Even when the Jehovah Witness’s knock at the door, don’t think I haven’t considered making a quick run to pick up a few necessities.

But the other day was the first time I made it through the entire event without my blood pressure raising the roof. No, I wasn’t drunk or showing signs of dementia. Shh! Don’t tell anyone, but my girls are finally helpful. Oh, sweet baby Jesus the day has finally come!!

Just like when they started tying their shoes for the first time – it happened over night. Can you imagine my surprise? So what is it about being 7 or 8 that turns them into helpful humans? I’m sure not going to sit around and analyze this miracle, but I wanted to share the glorious wonders of it all.

Shopping with your child…

1. If your child insists on reading every word of the grocery aisle signs and reminds you where the large vats of ice cream are…you might be shopping with a 2nd grader. Normally, when people point out my flaws or are telling me what to do, I get irked. But now the munchkins can read and help me find items or even read labels when I can’t locate my stinking old readers, they are little shopping sidekicks!

2. If your daughter remembers you need cheese IN the dairy aisle, instead of realizing you forgot it as you pull into your driveway…you probably are shopping with a 2nd grader. When you hit a certain age, perimenopause takes over your brain causing a pea soup thick fog to lead you through your day. This is why it is helpful to have fresh sharp brains right beside you, to keep you on track. College nightly adventures didn’t do my brain well. PSA: “Kids don’t do drugs…or drink heavily. When you’re older, you will miss all those braincells.”

3. When your kid begs to heave the groceries on the conveyor belt giving you time to chat with the checker to discuss important things like the weather, fruit ripeness and sporting events…you might be shopping with a 2nd grader.
I’m not sure why I thought I would be doing everything for my family the rest of my living days. These children who I carried for 9 months, and wrecked my abdomen, ahem; really can take over and give you a break from time to time. I’m not talking indentured slaves or free child labor, all day long; but we can share some of the family responsibilities to make our house a messy, but sanitary home.

4. If every. single. time you stop the shopping cart to turn and grab something, and you find your son riding the cart…he’s a 2nd grader. Really my girls do this too. I can’t keep the monkeys off the rails without threatening a “brown out” at our house. I guess I can’t blame them. If I had someone who would push me around on the side of a big, red Target cart; I’d be whooping and hollering like rodeo cowgirl who sat on a hill of fire ants. I like me some fun too!

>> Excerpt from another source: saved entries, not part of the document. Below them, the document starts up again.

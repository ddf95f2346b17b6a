// Copyright 2025 the Reticle Authors
// SPDX-License-Identifier: Apache-2.0 OR MIT

//! Core scene implementation: structure, updates, and the pointer queries.

use alloc::{vec, vec::Vec};

use glam::Affine3A;
use reticle_geometry::{PreciseHitTest, Ray3, Shape, Sphere3};
use reticle_intersect::policy::{NodePolicy, PointerEventsMode, PointerTypeFilter};
use reticle_intersect::{NodeGeometry, RawHit, SceneGraph};
use smallvec::SmallVec;

use crate::types::{Geometry, LocalNode, NodeFlags, NodeId, PointerPolicy};

/// Arena scene graph with a single root.
///
/// Changes to local transforms do **not** take effect immediately. They are
/// batched and applied when [`Scene::commit`] is called, which recomputes
/// world transforms. Policy, geometry, and flag changes are visible to the
/// next query right away.
///
/// ## Example
///
/// ```rust
/// use glam::{Affine3A, Vec3};
/// use reticle_geometry::{Aabb3, Shape};
/// use reticle_scene::{LocalNode, Scene};
///
/// let mut scene = Scene::new();
/// let root = scene.root();
/// let group = scene.insert(
///     root,
///     LocalNode {
///         local_transform: Affine3A::from_translation(Vec3::X),
///         ..LocalNode::default()
///     },
/// );
/// let cube = scene.insert(
///     group,
///     LocalNode::shape(
///         Shape::Box(Aabb3::from_center_size(Vec3::ZERO, Vec3::ONE)),
///         Affine3A::from_translation(Vec3::Y),
///     ),
/// );
///
/// // Changes only take effect after commit.
/// scene.commit();
///
/// let world = scene.world_transform(cube).unwrap();
/// assert_eq!(world.translation, Vec3::new(1.0, 1.0, 0.0).into());
/// ```
pub struct Scene {
    /// slots
    nodes: Vec<Option<Node>>,
    /// last generation per slot (persists across frees)
    generations: Vec<u32>,
    free_list: Vec<usize>,
    root: NodeId,
}

impl core::fmt::Debug for Scene {
    fn fmt(&self, f: &mut core::fmt::Formatter<'_>) -> core::fmt::Result {
        f.debug_struct("Scene")
            .field("nodes_total", &self.nodes.len())
            .field("nodes_alive", &self.len())
            .field("free_list", &self.free_list.len())
            .field("root", &self.root)
            .finish_non_exhaustive()
    }
}

impl Default for Scene {
    fn default() -> Self {
        Self::new()
    }
}

#[derive(Clone, Debug)]
struct Node {
    generation: u32,
    parent: Option<NodeId>,
    children: Vec<NodeId>,
    local: LocalNode,
    world: Affine3A,
    dirty: bool,
}

impl Node {
    fn new(generation: u32, local: LocalNode) -> Self {
        Self {
            generation,
            parent: None,
            children: Vec::new(),
            local,
            world: Affine3A::IDENTITY,
            dirty: true,
        }
    }
}

impl Scene {
    /// Create a scene holding only an empty root node.
    pub fn new() -> Self {
        let root = NodeId::new(0, 1);
        Self {
            nodes: vec![Some(Node::new(1, LocalNode::default()))],
            generations: vec![1],
            free_list: Vec::new(),
            root,
        }
    }

    /// Root node.
    pub fn root(&self) -> NodeId {
        self.root
    }

    /// Number of live nodes, root included.
    pub fn len(&self) -> usize {
        self.nodes.iter().filter(|n| n.is_some()).count()
    }

    /// Always `false`: the root cannot be removed.
    pub fn is_empty(&self) -> bool {
        false
    }

    /// Insert a new node as the last child of `parent`.
    ///
    /// The returned [`NodeId`] becomes live immediately, but its world
    /// transform is only computed on the next call to [`Scene::commit`]. A
    /// stale `parent` attaches the node to the root.
    pub fn insert(&mut self, parent: NodeId, local: LocalNode) -> NodeId {
        let parent = if self.is_alive(parent) {
            parent
        } else {
            self.root
        };
        let (idx, generation) = if let Some(idx) = self.free_list.pop() {
            let generation = self.generations[idx].saturating_add(1);
            self.generations[idx] = generation;
            self.nodes[idx] = Some(Node::new(generation, local));
            #[allow(
                clippy::cast_possible_truncation,
                reason = "NodeId uses 32-bit indices by design."
            )]
            (idx as u32, generation)
        } else {
            let generation = 1_u32;
            self.nodes.push(Some(Node::new(generation, local)));
            self.generations.push(generation);
            #[allow(
                clippy::cast_possible_truncation,
                reason = "NodeId uses 32-bit indices by design."
            )]
            ((self.nodes.len() - 1) as u32, generation)
        };
        let id = NodeId::new(idx, generation);
        self.link_parent(id, parent);
        id
    }

    /// Remove a node and its subtree. The root cannot be removed.
    pub fn remove(&mut self, id: NodeId) {
        if id == self.root || !self.is_alive(id) {
            return;
        }
        if let Some(parent) = self.node(id).parent {
            self.unlink_parent(id, parent);
        }
        let mut stack = vec![id];
        while let Some(cur) = stack.pop() {
            if let Some(node) = self.nodes[cur.idx()].take() {
                stack.extend(node.children);
                self.free_list.push(cur.idx());
            }
        }
    }

    /// Move `id` under `new_parent`, as its last child.
    ///
    /// Returns `false` and leaves the scene untouched if either id is stale,
    /// `id` is the root, or `new_parent` lies inside the subtree of `id`.
    pub fn reparent(&mut self, id: NodeId, new_parent: NodeId) -> bool {
        if id == self.root || !self.is_alive(id) || !self.is_alive(new_parent) {
            return false;
        }
        let mut cur = Some(new_parent);
        while let Some(n) = cur {
            if n == id {
                return false;
            }
            cur = self.parent_of(n);
        }
        if let Some(parent) = self.node(id).parent {
            self.unlink_parent(id, parent);
        }
        self.link_parent(id, new_parent);
        self.node_mut(id).dirty = true;
        true
    }

    /// Update local transform.
    pub fn set_local_transform(&mut self, id: NodeId, tf: Affine3A) {
        if let Some(n) = self.node_opt_mut(id)
            && n.local.local_transform != tf
        {
            n.local.local_transform = tf;
            n.dirty = true;
        }
    }

    /// Replace the geometry.
    pub fn set_geometry(&mut self, id: NodeId, geometry: Geometry) {
        if let Some(n) = self.node_opt_mut(id) {
            n.local.geometry = geometry;
        }
    }

    /// Replace the instance transforms of an instanced node.
    ///
    /// Does nothing for nodes that are not instanced.
    pub fn set_instances(&mut self, id: NodeId, transforms: Vec<Affine3A>) {
        if let Some(n) = self.node_opt_mut(id)
            && let Geometry::Instanced { instances, .. } = &mut n.local.geometry
        {
            *instances = transforms;
        }
    }

    /// Replace the whole pointer-events policy.
    pub fn set_policy(&mut self, id: NodeId, policy: PointerPolicy) {
        if let Some(n) = self.node_opt_mut(id) {
            n.local.policy = policy;
        }
    }

    /// Declare (or, with `None`, inherit) the pointer-events mode.
    pub fn set_pointer_events(&mut self, id: NodeId, mode: Option<PointerEventsMode>) {
        if let Some(n) = self.node_opt_mut(id) {
            n.local.policy.pointer_events = mode;
        }
    }

    /// Declare (or, with `None`, inherit) the pointer-type filter.
    pub fn set_pointer_events_type(&mut self, id: NodeId, filter: Option<PointerTypeFilter>) {
        if let Some(n) = self.node_opt_mut(id) {
            n.local.policy.pointer_events_type = filter;
        }
    }

    /// Declare (or, with `None`, inherit) the ordering priority.
    pub fn set_pointer_events_order(&mut self, id: NodeId, order: Option<i32>) {
        if let Some(n) = self.node_opt_mut(id) {
            n.local.policy.pointer_events_order = order;
        }
    }

    /// Whether traversal descends into the children of `id`.
    pub fn set_intersect_children(&mut self, id: NodeId, intersect_children: bool) {
        if let Some(n) = self.node_opt_mut(id) {
            n.local.policy.intersect_children = intersect_children;
        }
    }

    /// Traverse `descendants` instead of the literal children of `id`.
    pub fn set_interactable_descendants(&mut self, id: NodeId, descendants: Option<Vec<NodeId>>) {
        if let Some(n) = self.node_opt_mut(id) {
            n.local.policy.interactable_descendants = descendants;
        }
    }

    /// Update node flags.
    pub fn set_flags(&mut self, id: NodeId, flags: NodeFlags) {
        if let Some(n) = self.node_opt_mut(id) {
            n.local.flags = flags;
        }
    }

    /// Local data of a live node.
    pub fn local(&self, id: NodeId) -> Option<&LocalNode> {
        self.live(id).map(|n| &n.local)
    }

    /// World transform of a live node as of the last [`Scene::commit`].
    pub fn world_transform(&self, id: NodeId) -> Option<Affine3A> {
        self.live(id).map(|n| n.world)
    }

    /// Recompute world transforms of every node whose transform, or whose
    /// ancestor's transform, changed since the last commit.
    ///
    /// Returns the number of nodes updated.
    pub fn commit(&mut self) -> usize {
        let mut updated = 0;
        // Depth-first, propagating transforms and dirtiness toward the leaves.
        let mut stack = vec![(self.root, Affine3A::IDENTITY, false)];
        while let Some((id, parent_tf, parent_dirty)) = stack.pop() {
            let Some(node) = self.node_opt_mut(id) else {
                continue;
            };
            let dirty = node.dirty || parent_dirty;
            if dirty {
                node.world = parent_tf * node.local.local_transform;
                node.dirty = false;
                updated += 1;
            }
            for &child in node.children.iter().rev() {
                stack.push((child, node.world, dirty));
            }
        }
        updated
    }

    /// Returns true if `id` refers to a live node.
    pub fn is_alive(&self, id: NodeId) -> bool {
        self.live(id).is_some()
    }

    /// Returns the parent of a node if live, or `None` for the root or stale ids.
    pub fn parent_of(&self, id: NodeId) -> Option<NodeId> {
        self.live(id).and_then(|n| n.parent)
    }

    /// Get the children of a node, or empty slice if node is stale.
    pub fn children_of(&self, id: NodeId) -> &[NodeId] {
        self.live(id).map_or(&[], |n| &n.children)
    }

    // --- internals ---

    fn live(&self, id: NodeId) -> Option<&Node> {
        self.nodes
            .get(id.idx())?
            .as_ref()
            .filter(|n| n.generation == id.1)
    }

    fn node(&self, id: NodeId) -> &Node {
        self.nodes[id.idx()].as_ref().expect("dangling NodeId")
    }

    fn node_mut(&mut self, id: NodeId) -> &mut Node {
        self.nodes[id.idx()].as_mut().expect("dangling NodeId")
    }

    fn node_opt_mut(&mut self, id: NodeId) -> Option<&mut Node> {
        let n = self.nodes.get_mut(id.idx())?.as_mut()?;
        if n.generation != id.1 {
            return None;
        }
        Some(n)
    }

    fn link_parent(&mut self, id: NodeId, parent: NodeId) {
        self.node_mut(parent).children.push(id);
        self.node_mut(id).parent = Some(parent);
    }

    fn unlink_parent(&mut self, id: NodeId, parent: NodeId) {
        self.node_mut(parent).children.retain(|c| *c != id);
        self.node_mut(id).parent = None;
    }

    /// Live node that takes part in hit testing.
    fn pickable(&self, id: NodeId) -> Option<&Node> {
        self.live(id)
            .filter(|n| n.local.flags.contains(NodeFlags::VISIBLE | NodeFlags::PICKABLE))
    }
}

/// World-space hit of `ray` against `shape` placed at `transform`.
fn cast_ray(shape: &Shape, transform: &Affine3A, ray: &Ray3, instance: Option<u32>) -> Option<RawHit> {
    let local = ray.transformed(&transform.inverse());
    let hit = shape.raycast_local(&local)?;
    let point = transform.transform_point3(hit.point);
    let normal = transform
        .matrix3
        .inverse()
        .transpose()
        .mul_vec3(hit.normal)
        .normalize_or_zero();
    Some(RawHit {
        distance: point.distance(ray.origin),
        point,
        normal: Some(normal),
        face_index: hit.face_index,
        instance_id: instance,
    })
}

impl SceneGraph<NodeId> for Scene {
    fn root(&self) -> NodeId {
        self.root
    }

    fn parent_of(&self, node: NodeId) -> Option<NodeId> {
        Self::parent_of(self, node)
    }

    fn children_of(&self, node: NodeId) -> &[NodeId] {
        Self::children_of(self, node)
    }

    fn policy(&self, node: NodeId) -> NodePolicy<'_, NodeId> {
        let Some(n) = self.live(node) else {
            return NodePolicy {
                pointer_events: Some(PointerEventsMode::None),
                intersect_children: false,
                ..NodePolicy::default()
            };
        };
        let p = &n.local.policy;
        NodePolicy {
            pointer_events: p.pointer_events,
            pointer_events_type: p.pointer_events_type.as_ref(),
            pointer_events_order: p.pointer_events_order,
            intersect_children: p.intersect_children,
            interactable_descendants: p.interactable_descendants.as_deref(),
        }
    }

    fn world_transform(&self, node: NodeId) -> Affine3A {
        Self::world_transform(self, node).unwrap_or(Affine3A::IDENTITY)
    }

    fn raycast(&self, node: NodeId, ray: &Ray3, hits: &mut SmallVec<[RawHit; 4]>) {
        let Some(n) = self.pickable(node) else { return };
        match &n.local.geometry {
            Geometry::Empty => {}
            Geometry::Shape(shape) => hits.extend(cast_ray(shape, &n.world, ray, None)),
            Geometry::Instanced { shape, instances } => {
                for (index, instance) in (0_u32..).zip(instances) {
                    hits.extend(cast_ray(shape, &(n.world * *instance), ray, Some(index)));
                }
            }
        }
    }

    fn geometry(&self, node: NodeId) -> Option<NodeGeometry<'_>> {
        let n = self.pickable(node)?;
        match &n.local.geometry {
            Geometry::Empty => None,
            Geometry::Shape(Shape::Sphere(_)) => Some(NodeGeometry::Custom),
            Geometry::Shape(shape) => Some(NodeGeometry::Mesh {
                bounds: shape.local_bounds(),
            }),
            Geometry::Instanced { shape, instances } => Some(NodeGeometry::Instanced {
                bounds: shape.local_bounds(),
                instances,
            }),
        }
    }

    fn spherecast(&self, node: NodeId, sphere: &Sphere3) -> Option<RawHit> {
        let n = self.pickable(node)?;
        let Geometry::Shape(Shape::Sphere(local)) = &n.local.geometry else {
            return None;
        };
        let world = local.transformed(&n.world);
        if !world.intersects_sphere(sphere) {
            return None;
        }
        let offset = sphere.center - world.center;
        let gap = offset.length() - world.radius;
        let direction = offset.normalize_or_zero();
        let (point, distance) = if gap <= 0.0 {
            (sphere.center, 0.0)
        } else {
            (world.center + direction * world.radius, gap)
        };
        Some(RawHit {
            distance,
            point,
            normal: Some(direction),
            face_index: None,
            instance_id: None,
        })
    }
}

5. If your daughters are discussing the difference between regular lemonade and diet lemonade and the words, “big butt” come up…you are hanging with 2nd graders. Body image talks have already started with my girls and the grocery store is usually a forced time to do it. I love asking the hard questions, especially discussing airbrushing while looking at the celebs in the checkout magazines. Suck it, Cosmo!

6. If your kids “ooh” and “ah” when they enter the chip aisle, like they are watching the grand finale of a fireworks display…yep. Second grader! As long as I can remember, my girls have been obsessed with chips. ALL chips. It’s like listening to Forrest Gump’s friend, Bubba talking about his favorite shrimp. Pringles, Doritos, Nacho Cheese Doritos, Cool Ranch Doritos, Fritos, Big Scoop Fritos… It’s like the store pumps in LSD into the air at the end of that aisle. Turn on the Grateful Dead and let my munchkins drool, stroke and hug the bags of chips. When people laugh at their behavior, I just tell them I haven’t fed them since last Tuesday. Then that ends that!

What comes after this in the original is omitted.